Neppure i buffoni che intrattengono i clienti delle taverne osano
scherzare su questo; neppure i più puritani e fanatici predicatori
osano trarre una morale dalla sua disgrazia. Uomini e donne sono
morti malamente (anche se la regina non ne è mai giunta a
conoscenza) per essersi beffati della disgrazia della regina.
Giorno dopo giorno, la regina Gloriana (bella e dignitosa, saggia e
potente) conduce gli affari di stato in accordo con gli elevati ideali
della cavalleria; notte dopo notte cerca la soddisfazione,
l'abbandono finale, senza mai raggiungerlo. E mattino dopo mattino
si alza e soffoca le angustie personali per dedicarsi ai suoi doveri, a
leggere, firmare, discutere, discorrere, ricevere emissari, dare
udienza, varare navi e inaugurare monumenti, posare prime pietre,
presenziare a cerimonie e mostrarsi al popolo come simbolo vivente
della sicurezza del suo regno. E alla sera fa da padrona di casa agli
ospiti, conversa con i cortigiani, gli amici e i parenti (comprese le sue
nove figlie); e poi di nuovo a dormire, a cercare, a sperimentare; e
quando, come sempre, il tutto finisce in un fallimento, geme a voce
alta, senza pensare che i corridoi segreti del suo palazzo amplificano
la sua voce e la portano in ogni angolo dell'immensa costruzione.

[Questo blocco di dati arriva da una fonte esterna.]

//! Send lifecycle: `Idle → Sending → {Delivered | Failed} → Idle`

use serde::Serialize;

#[derive(Debug, Clone, Copy, PartialEq, Eq, Default, Serialize)]
#[serde(rename_all = "snake_case")]
pub enum SendState {
    #[default]
    Idle,
    Sending,
    Delivered,
    Failed,
}

/// Tracks the send lifecycle and how many sends are in flight.
///
/// Concurrent sends are tolerated: loading stays on until the last one
/// settles.
#[derive(Debug, Default)]
pub struct SendTracker {
    state: SendState,
    in_flight: usize,
}

impl SendTracker {
    pub fn state(&self) -> SendState {
        self.state
    }

    pub fn is_loading(&self) -> bool {
        self.in_flight > 0
    }

    /// A send was accepted and is about to be dispatched
    pub fn begin(&mut self) {
        self.in_flight += 1;
        self.state = SendState::Sending;
    }

    /// The dispatch produced a result
    pub fn complete(&mut self, delivered: bool) {
        self.state = if delivered {
            SendState::Delivered
        } else {
            SendState::Failed
        };
    }

    /// The send is finished; returns to idle once nothing is in flight
    pub fn settle(&mut self) {
        self.in_flight = self.in_flight.saturating_sub(1);
        self.state = if self.in_flight == 0 {
            SendState::Idle
        } else {
            SendState::Sending
        };
    }
}
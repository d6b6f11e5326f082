//! In-memory key-value backend

use super::{KeyValueStore, StoreError, StoreResult};
use std::collections::HashMap;
use std::sync::Mutex;

/// Volatile store
#[derive(Debug, Default)]
pub struct MemoryStore {
    entries: Mutex<HashMap<String, String>>,
}

impl MemoryStore {
    pub fn new() -> Self {
        Self::default()
    }
}

impl KeyValueStore for MemoryStore {
    fn get(&self, key: &str) -> StoreResult<Option<String>> {
        let entries = self.entries.lock().map_err(|_| StoreError::Poisoned)?;
        Ok(entries.get(key).cloned())
    }

    fn set(&self, key: &str, value: &str) -> StoreResult<()> {
        let mut entries = self.entries.lock().map_err(|_| StoreError::Poisoned)?;
        entries.insert(key.to_string(), value.to_string());
        Ok(())
    }
}

#[cfg(test)]
mod tests {
    use super::*;

    #[test]
    fn test_get_missing_key() {
        let store = MemoryStore::new();
        assert_eq!(store.get("nope").unwrap(), None);
    }

    #[test]
    fn test_set_overwrites() {
        let store = MemoryStore::new();
        store.set("k", "1").unwrap();
        store.set("k", "2").unwrap();
        assert_eq!(store.get("k").unwrap().as_deref(), Some("2"));
    }
}
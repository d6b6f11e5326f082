//! SQLite-backed key-value store

use super::{KeyValueStore, StoreError, StoreResult};
use chrono::Utc;
use rusqlite::{params, Connection, OptionalExtension};
use std::path::Path;
use std::sync::{Arc, Mutex};

/// SQL schema for initialization
pub const SCHEMA: &str = r"
CREATE TABLE IF NOT EXISTS kv_store (
    key TEXT PRIMARY KEY,
    value TEXT NOT NULL,
    updated_at TEXT NOT NULL
);
";

/// Thread-safe database handle
#[derive(Clone)]
pub struct SqliteStore {
    conn: Arc<Mutex<Connection>>,
}

impl SqliteStore {
    /// Open or create database at the given path
    pub fn open<P: AsRef<Path>>(path: P) -> StoreResult<Self> {
        let conn = Connection::open(path)?;
        Self::init(conn)
    }

    /// Open an in-memory database (for testing)
    #[cfg(test)]
    pub fn open_in_memory() -> StoreResult<Self> {
        let conn = Connection::open_in_memory()?;
        Self::init(conn)
    }

    fn init(conn: Connection) -> StoreResult<Self> {
        conn.execute_batch(SCHEMA)?;
        Ok(Self {
            conn: Arc::new(Mutex::new(conn)),
        })
    }
}

impl KeyValueStore for SqliteStore {
    fn get(&self, key: &str) -> StoreResult<Option<String>> {
        let conn = self.conn.lock().map_err(|_| StoreError::Poisoned)?;
        let value = conn
            .query_row(
                "SELECT value FROM kv_store WHERE key = ?1",
                params![key],
                |row| row.get(0),
            )
            .optional()?;
        Ok(value)
    }

    fn set(&self, key: &str, value: &str) -> StoreResult<()> {
        let conn = self.conn.lock().map_err(|_| StoreError::Poisoned)?;
        conn.execute(
            "INSERT INTO kv_store (key, value, updated_at) VALUES (?1, ?2, ?3)
             ON CONFLICT(key) DO UPDATE SET value = excluded.value, updated_at = excluded.updated_at",
            params![key, value, Utc::now().to_rfc3339()],
        )?;
        Ok(())
    }
}

#[cfg(test)]
mod tests {
    use super::*;
    use tempfile::TempDir;

    #[test]
    fn test_roundtrip_in_memory() {
        let store = SqliteStore::open_in_memory().unwrap();
        assert_eq!(store.get("a").unwrap(), None);
        store.set("a", "one").unwrap();
        store.set("a", "two").unwrap();
        assert_eq!(store.get("a").unwrap().as_deref(), Some("two"));
    }

    #[test]
    fn test_values_survive_reopen() {
        let dir = TempDir::new().unwrap();
        let path = dir.path().join("session.db");

        {
            let store = SqliteStore::open(&path).unwrap();
            store.set(super::super::SESSION_ID_KEY, "abc").unwrap();
        }

        let store = SqliteStore::open(&path).unwrap();
        assert_eq!(
            store.get(super::super::SESSION_ID_KEY).unwrap().as_deref(),
            Some("abc")
        );
    }
}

Così tutta la corte condivide il suo dolore e la sua insonnia:
"Ah, il desio! Questa tortura è talmente grande che riuscirei a
sopportarne con indifferenza qualsiasi altra. Se morendo potessi
provare un così alto trasporto, anche una volta sola, mi consegnerei
di buon grado a ogni orrore… No, questo è tradimento. Io sono lo
Stato. Io devo servire… Ah, non c'è neppure un solo essere, in tutto
il mio regno, che possa aiutarmi?"
Nel suo statuario letto dalle coperte di castoro ed ermellino,
abbracciato a due delle sue concubine, una per parte, veglia Lord
Montfallcon, vestito di una camicia da notte di seta; sa che quei
gemiti escono dalle labbra della sua regina, a più di trecento passi di
distanza, e ricorda come l'ha protetta da bambina, con folle
idealismo, per tutta la durata della tirannide paterna: un'epoca
euforica e terribile. Ricorda i suoi leali tentativi di trovarle un amante,
il loro fallimento, la propria disperazione.
«Oh, mia signora» mormora, in un filo di voce, perché le sue
amate concubine non lo sentano «se tu fossi solo una donna, e non
Albione stessa! Se il tuo sangue non fosse quello reale!»